Munich: Trade unions for reduced working hours with full wage compensation – Munich

Six days of strike by the German Locomotive Drivers’ Union (GDL) have been overcome, new negotiations with the railways are pending. The central demand: three hours less work per week with full wage compensation. And it’s not just the GDL that is putting the issue of working time at the center of collective bargaining. The German Federation of Trade Unions (DGB) headlined the annual press conference of the Munich trade unions on Tuesday with an old question: Who owns the time?

The DGB includes some of the largest unions in the country, above all IG Metall and Verdi. And also: the railway and transport union EVG. Not there: the GDL. “We do not comment on the collective bargaining of other unions,” says DGB Munich chairwoman Simone Burger initially. Then she adds: “But we see that there is clearly a desire for less working time.”

DGB chairwoman Simone Burger. (archive photo)

(Photo: Stephan Rumpf)

“Can you demand that when there is a shortage of workers everywhere?” asks Claudia Weber, deputy managing director of Verdi Munich, and answers her own question: “Yes!” Everyone at this DGB conference agreed that jobs should be made more flexible. Simone Burger believes that we are currently in a vicious circle. There is a shortage of workers in many places, which increases the burden on each individual. Because of concerns about additional failures, employers are becoming less willing to give in to demands for relief. However, this is a fallacy and leads to even more failures.

At this point, Burger refers to a report from the Federal Institute for Occupational Safety and Health from 2022, according to which 53 percent of the employees surveyed would like their working hours to be reduced. “I personally rave about the 35-hour week,” says Burger. Today, however, it is increasingly about the four-day week.

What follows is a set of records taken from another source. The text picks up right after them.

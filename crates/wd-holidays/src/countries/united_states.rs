//! United States public holidays.

use super::{CountryHolidays, SubdivisionInfo};
use crate::holiday_set::HolidaySet;
use wd_core::errors::Result;
use wd_time::{Date, Weekday};

static SUBDIVISIONS: [SubdivisionInfo; 51] = [
    SubdivisionInfo::new("AK", &["Alaska"]),
    SubdivisionInfo::new("AL", &["Alabama"]),
    SubdivisionInfo::new("AR", &["Arkansas"]),
    SubdivisionInfo::new("AZ", &["Arizona"]),
    SubdivisionInfo::new("CA", &["California"]),
    SubdivisionInfo::new("CO", &["Colorado"]),
    SubdivisionInfo::new("CT", &["Connecticut"]),
    SubdivisionInfo::new("DC", &["District of Columbia"]),
    SubdivisionInfo::new("DE", &["Delaware"]),
    SubdivisionInfo::new("FL", &["Florida"]),
    SubdivisionInfo::new("GA", &["Georgia"]),
    SubdivisionInfo::new("HI", &["Hawaii"]),
    SubdivisionInfo::new("IA", &["Iowa"]),
    SubdivisionInfo::new("ID", &["Idaho"]),
    SubdivisionInfo::new("IL", &["Illinois"]),
    SubdivisionInfo::new("IN", &["Indiana"]),
    SubdivisionInfo::new("KS", &["Kansas"]),
    SubdivisionInfo::new("KY", &["Kentucky"]),
    SubdivisionInfo::new("LA", &["Louisiana"]),
    SubdivisionInfo::new("MA", &["Massachusetts"]),
    SubdivisionInfo::new("MD", &["Maryland"]),
    SubdivisionInfo::new("ME", &["Maine"]),
    SubdivisionInfo::new("MI", &["Michigan"]),
    SubdivisionInfo::new("MN", &["Minnesota"]),
    SubdivisionInfo::new("MO", &["Missouri"]),
    SubdivisionInfo::new("MS", &["Mississippi"]),
    SubdivisionInfo::new("MT", &["Montana"]),
    SubdivisionInfo::new("NC", &["North Carolina"]),
    SubdivisionInfo::new("ND", &["North Dakota"]),
    SubdivisionInfo::new("NE", &["Nebraska"]),
    SubdivisionInfo::new("NH", &["New Hampshire"]),
    SubdivisionInfo::new("NJ", &["New Jersey"]),
    SubdivisionInfo::new("NM", &["New Mexico"]),
    SubdivisionInfo::new("NV", &["Nevada"]),
    SubdivisionInfo::new("NY", &["New York"]),
    SubdivisionInfo::new("OH", &["Ohio"]),
    SubdivisionInfo::new("OK", &["Oklahoma"]),
    SubdivisionInfo::new("OR", &["Oregon"]),
    SubdivisionInfo::new("PA", &["Pennsylvania"]),
    SubdivisionInfo::new("RI", &["Rhode Island"]),
    SubdivisionInfo::new("SC", &["South Carolina"]),
    SubdivisionInfo::new("SD", &["South Dakota"]),
    SubdivisionInfo::new("TN", &["Tennessee"]),
    SubdivisionInfo::new("TX", &["Texas"]),
    SubdivisionInfo::new("UT", &["Utah"]),
    SubdivisionInfo::new("VA", &["Virginia"]),
    SubdivisionInfo::new("VT", &["Vermont"]),
    SubdivisionInfo::new("WA", &["Washington"]),
    SubdivisionInfo::new("WI", &["Wisconsin"]),
    SubdivisionInfo::new("WV", &["West Virginia"]),
    SubdivisionInfo::new("WY", &["Wyoming"]),
];

/// United States public holidays.
///
/// Federal holidays:
/// * New Year's Day (Jan 1)
/// * Martin Luther King Jr. Day (3rd Mon in Jan, from 1986)
/// * Washington's Birthday (3rd Mon in Feb from 1971; Feb 22 before)
/// * Memorial Day (last Mon in May from 1971; May 30 before)
/// * Juneteenth (Jun 19, from 2021)
/// * Independence Day (Jul 4)
/// * Labor Day (1st Mon in Sep)
/// * Columbus Day (2nd Mon in Oct from 1971; Oct 12 before)
/// * Veterans Day (Nov 11; 4th Mon in Oct from 1971 to 1977)
/// * Thanksgiving (4th Thu in Nov)
/// * Christmas Day (Dec 25)
///
/// Fixed-date holidays on a Saturday are observed the Friday before, on a
/// Sunday the Monday after. California, Massachusetts, New York and Texas
/// add their state holidays; every other state uses the federal list.
#[derive(Debug, Clone, Copy, Default)]
pub struct UnitedStates;

impl CountryHolidays for UnitedStates {
    fn name(&self) -> &'static str {
        "United States"
    }

    fn identifiers(&self) -> &'static [&'static str] {
        &["US", "USA", "United States", "United States of America", "America"]
    }

    fn subdivisions(&self) -> &'static [SubdivisionInfo] {
        &SUBDIVISIONS
    }

    fn populate(&self, year: u16, subdivision: Option<&'static str>, set: &mut HolidaySet) -> Result<()> {
        fixed(set, year, 1, 1, "New Year's Day")?;
        // Next year's New Year's Day on a Saturday is observed on 31 December.
        if year < Date::MAX_YEAR {
            let next = Date::from_ymd(year + 1, 1, 1)?;
            if next.weekday() == Weekday::Saturday {
                set.insert(next.add_days(-1)?, "New Year's Day (observed)");
            }
        }

        if year >= 1986 {
            set.insert(
                Date::nth_weekday(3, Weekday::Monday, year, 1)?,
                "Martin Luther King Jr. Day",
            );
        }

        if year >= 1971 {
            set.insert(
                Date::nth_weekday(3, Weekday::Monday, year, 2)?,
                "Washington's Birthday",
            );
            set.insert(Date::last_weekday(Weekday::Monday, year, 5)?, "Memorial Day");
        } else {
            fixed(set, year, 2, 22, "Washington's Birthday")?;
            fixed(set, year, 5, 30, "Memorial Day")?;
        }

        if year >= 2021 {
            fixed(set, year, 6, 19, "Juneteenth National Independence Day")?;
        }
        fixed(set, year, 7, 4, "Independence Day")?;
        set.insert(Date::nth_weekday(1, Weekday::Monday, year, 9)?, "Labor Day");

        if year >= 1971 {
            set.insert(Date::nth_weekday(2, Weekday::Monday, year, 10)?, "Columbus Day");
        } else if year >= 1937 {
            fixed(set, year, 10, 12, "Columbus Day")?;
        }

        if (1971..=1977).contains(&year) {
            set.insert(Date::nth_weekday(4, Weekday::Monday, year, 10)?, "Veterans Day");
        } else if year >= 1938 {
            fixed(set, year, 11, 11, "Veterans Day")?;
        }

        let thanksgiving = Date::nth_weekday(4, Weekday::Thursday, year, 11)?;
        set.insert(thanksgiving, "Thanksgiving");
        fixed(set, year, 12, 25, "Christmas Day")?;

        match subdivision {
            Some("CA") => {
                if year >= 1995 {
                    fixed(set, year, 3, 31, "Cesar Chavez Day")?;
                }
                if year >= 1975 {
                    set.insert(thanksgiving.add_days(1)?, "Day After Thanksgiving");
                }
            }
            Some("MA") if year >= 1969 => {
                set.insert(
                    Date::nth_weekday(3, Weekday::Monday, year, 4)?,
                    "Patriots' Day",
                );
            }
            Some("NY") => {
                fixed(set, year, 2, 12, "Lincoln's Birthday")?;
            }
            Some("TX") => {
                set.insert_ymd(year, 1, 19, "Confederate Heroes Day")?;
                set.insert_ymd(year, 3, 2, "Texas Independence Day")?;
                set.insert_ymd(year, 4, 21, "San Jacinto Day")?;
                if year >= 1980 {
                    set.insert_ymd(year, 6, 19, "Emancipation Day In Texas")?;
                }
                if year >= 1973 {
                    set.insert_ymd(year, 8, 27, "Lyndon Baines Johnson Day")?;
                }
                if year >= 1975 {
                    set.insert(thanksgiving.add_days(1)?, "Day After Thanksgiving");
                }
            }
            _ => {}
        }
        Ok(())
    }
}

/// Add a fixed-date holiday together with its Friday/Monday observance.
fn fixed(set: &mut HolidaySet, year: u16, month: u8, day: u8, name: &str) -> Result<()> {
    let date = set.insert_ymd(year, month, day, name)?;
    set.observe_nearest_weekday(date, name)
}

#[cfg(test)]
mod tests {
    use super::*;

    fn date(y: u16, m: u8, d: u8) -> Date {
        Date::from_ymd(y, m, d).unwrap()
    }

    fn holidays(year: u16, subdivision: Option<&'static str>) -> HolidaySet {
        let mut set = HolidaySet::new();
        UnitedStates.populate(year, subdivision, &mut set).unwrap();
        set
    }

    #[test]
    fn federal_2024() {
        let set = holidays(2024, None);
        for d in [
            date(2024, 1, 1),
            date(2024, 1, 15),
            date(2024, 2, 19),
            date(2024, 5, 27),
            date(2024, 6, 19),
            date(2024, 7, 4),
            date(2024, 9, 2),
            date(2024, 10, 14),
            date(2024, 11, 11),
            date(2024, 11, 28),
            date(2024, 12, 25),
        ] {
            assert!(set.contains(d), "{d:?} missing");
        }
    }

    #[test]
    fn saturday_new_year_observed_on_previous_december_31() {
        // 2022-01-01 is a Saturday
        let set = holidays(2021, None);
        assert!(set.contains(date(2021, 12, 31)));
        // Christmas 2021 on Saturday → Friday 24th
        assert!(set.contains(date(2021, 12, 24)));
    }

    #[test]
    fn sunday_holiday_moves_to_monday() {
        // 2023-01-01 is a Sunday; 2023-06-19 a Monday
        let set = holidays(2023, None);
        assert!(set.contains(date(2023, 1, 2)));
    }

    #[test]
    fn state_additions() {
        assert!(holidays(2024, Some("NY")).contains(date(2024, 2, 12)));
        assert!(!holidays(2024, Some("FL")).contains(date(2024, 2, 12)));
        assert!(holidays(2024, Some("MA")).contains(date(2024, 4, 15)));
        assert!(holidays(2024, Some("CA")).contains(date(2024, 11, 29)));
        assert!(holidays(2024, Some("TX")).contains(date(2024, 8, 27)));
    }

    #[test]
    fn no_juneteenth_before_2021() {
        assert!(!holidays(2020, None).contains(date(2020, 6, 19)));
    }
}
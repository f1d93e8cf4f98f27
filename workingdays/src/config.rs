//! Configuration file loading.
//!
//! The config file only carries default jurisdiction values:
//!
//! ```toml
//! [defaults]
//! country = "GB"
//! subdivision = "England"
//! ```
//!
//! It is read from `--config PATH` when given, otherwise from
//! `<config dir>/workingdays/config.toml` if that file exists.

use std::path::{Path, PathBuf};

use serde::Deserialize;
use thiserror::Error;
use tracing::debug;

use wd_core::Settings;

/// Result type for configuration loading.
pub type Result<T> = std::result::Result<T, ConfigError>;

/// Configuration loading errors.
#[derive(Error, Debug)]
pub enum ConfigError {
    /// The file could not be read.
    #[error("cannot read config file {}: {source}", path.display())]
    Io {
        /// Path of the file.
        path: PathBuf,
        /// Underlying I/O error.
        source: std::io::Error,
    },

    /// The file is not valid TOML for this schema.
    #[error("invalid config file {}: {source}", path.display())]
    Parse {
        /// Path of the file.
        path: PathBuf,
        /// Underlying parse error.
        source: toml::de::Error,
    },
}

/// Parsed config file.
#[derive(Debug, Default, Deserialize, PartialEq, Eq)]
#[serde(deny_unknown_fields)]
pub struct ConfigFile {
    /// Default jurisdiction.
    #[serde(default)]
    pub defaults: DefaultsConfig,
}

/// The `[defaults]` table.
#[derive(Debug, Default, Deserialize, PartialEq, Eq)]
#[serde(deny_unknown_fields)]
pub struct DefaultsConfig {
    /// Default country identifier.
    pub country: Option<String>,
    /// Default subdivision identifier, or `"None"`.
    pub subdivision: Option<String>,
}

impl ConfigFile {
    /// Parse TOML text. `path` is only used in error messages.
    pub fn parse(text: &str, path: &Path) -> Result<Self> {
        toml::from_str(text).map_err(|source| ConfigError::Parse {
            path: path.to_path_buf(),
            source,
        })
    }

    /// Read and parse the file at `path`.
    pub fn load(path: &Path) -> Result<Self> {
        let text = std::fs::read_to_string(path).map_err(|source| ConfigError::Io {
            path: path.to_path_buf(),
            source,
        })?;
        debug!(path = %path.display(), "loaded config file");
        Self::parse(&text, path)
    }

    /// Load `explicit` if given (it must exist), else the default location
    /// if a file is there, else an empty config.
    pub fn discover(explicit: Option<&Path>) -> Result<Self> {
        if let Some(path) = explicit {
            return Self::load(path);
        }
        match Self::default_path() {
            Some(path) if path.is_file() => Self::load(&path),
            _ => Ok(Self::default()),
        }
    }

    /// `<config dir>/workingdays/config.toml`, if the platform has a config
    /// directory.
    pub fn default_path() -> Option<PathBuf> {
        dirs::config_dir().map(|dir| dir.join("workingdays").join("config.toml"))
    }

    /// Settings with the file's values over the built-in defaults.
    pub fn settings(&self) -> Settings {
        let mut settings = Settings::default();
        if let Some(country) = &self.defaults.country {
            settings = settings.with_country(country.as_str());
        }
        if let Some(subdivision) = &self.defaults.subdivision {
            settings = settings.with_subdivision(subdivision.as_str());
        }
        settings
    }
}

#[cfg(test)]
mod tests {
    use super::*;

    fn parse(text: &str) -> Result<ConfigFile> {
        ConfigFile::parse(text, Path::new("test.toml"))
    }

    #[test]
    fn empty_file_keeps_builtin_defaults() {
        assert_eq!(parse("").unwrap().settings(), Settings::default());
    }

    #[test]
    fn defaults_table_overrides_each_field() {
        let cfg = parse("[defaults]\ncountry = \"Turkey\"\nsubdivision = \"None\"\n").unwrap();
        assert_eq!(cfg.settings(), Settings::new("Turkey", "None"));

        let cfg = parse("[defaults]\nsubdivision = \"Scotland\"\n").unwrap();
        assert_eq!(cfg.settings(), Settings::new("GB", "Scotland"));
    }

    #[test]
    fn unknown_keys_are_rejected() {
        let err = parse("[defaults]\ncountri = \"GB\"\n").unwrap_err();
        assert!(matches!(err, ConfigError::Parse { .. }));
        assert!(err.to_string().starts_with("invalid config file test.toml"));
    }

    #[test]
    fn missing_explicit_file_is_an_error() {
        let err = ConfigFile::discover(Some(Path::new("/nonexistent/workingdays.toml"))).unwrap_err();
        assert!(matches!(err, ConfigError::Io { .. }));
    }
}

In a 2023 study, the DGB’s own Hans Böckler Foundation came to the conclusion that 81 percent of full-time employees would like such a model. For most people it’s about having more time for their families and “for leisure”. Almost 31 percent of those surveyed said they wanted to work less for health reasons. Burger calls this an “alarm sign of a high workload.”

“Of course Corona has also left its mark, sickness rates are currently very high,” says Sibylle Wankel, first representative of IG Metall Munich. The sickness rate also allows clear conclusions to be drawn about employee satisfaction. Anyone who is dissatisfied with the strain will, if in doubt, report sick more quickly. “This is exacerbating the shortage of skilled workers immensely,” confirms Burger.

There were largely no concrete announcements at this year’s DGB-Munich press conference. There are new rounds of collective bargaining in the construction and chemical industries, but strikes have not yet been planned. The unions are more concerned with the general, Burger speaks of an urgently needed “humanization of the world of work.” The political demands for faster integration of refugees into the German labor market are more concrete. Claudia Weber sees this as an important opportunity: “It is incomprehensible that trained engineers work as cleaners for us!”

Working less is already possible in many companies today, but you have to be able to afford it. Burger emphasizes this repeatedly. “Time instead of money” models are not an option for many, especially in a city like Munich with high rental and living costs, says Wankel. “Only with full wage compensation do employees have a real choice.” This clearly sets the direction for future negotiations between the DGB unions.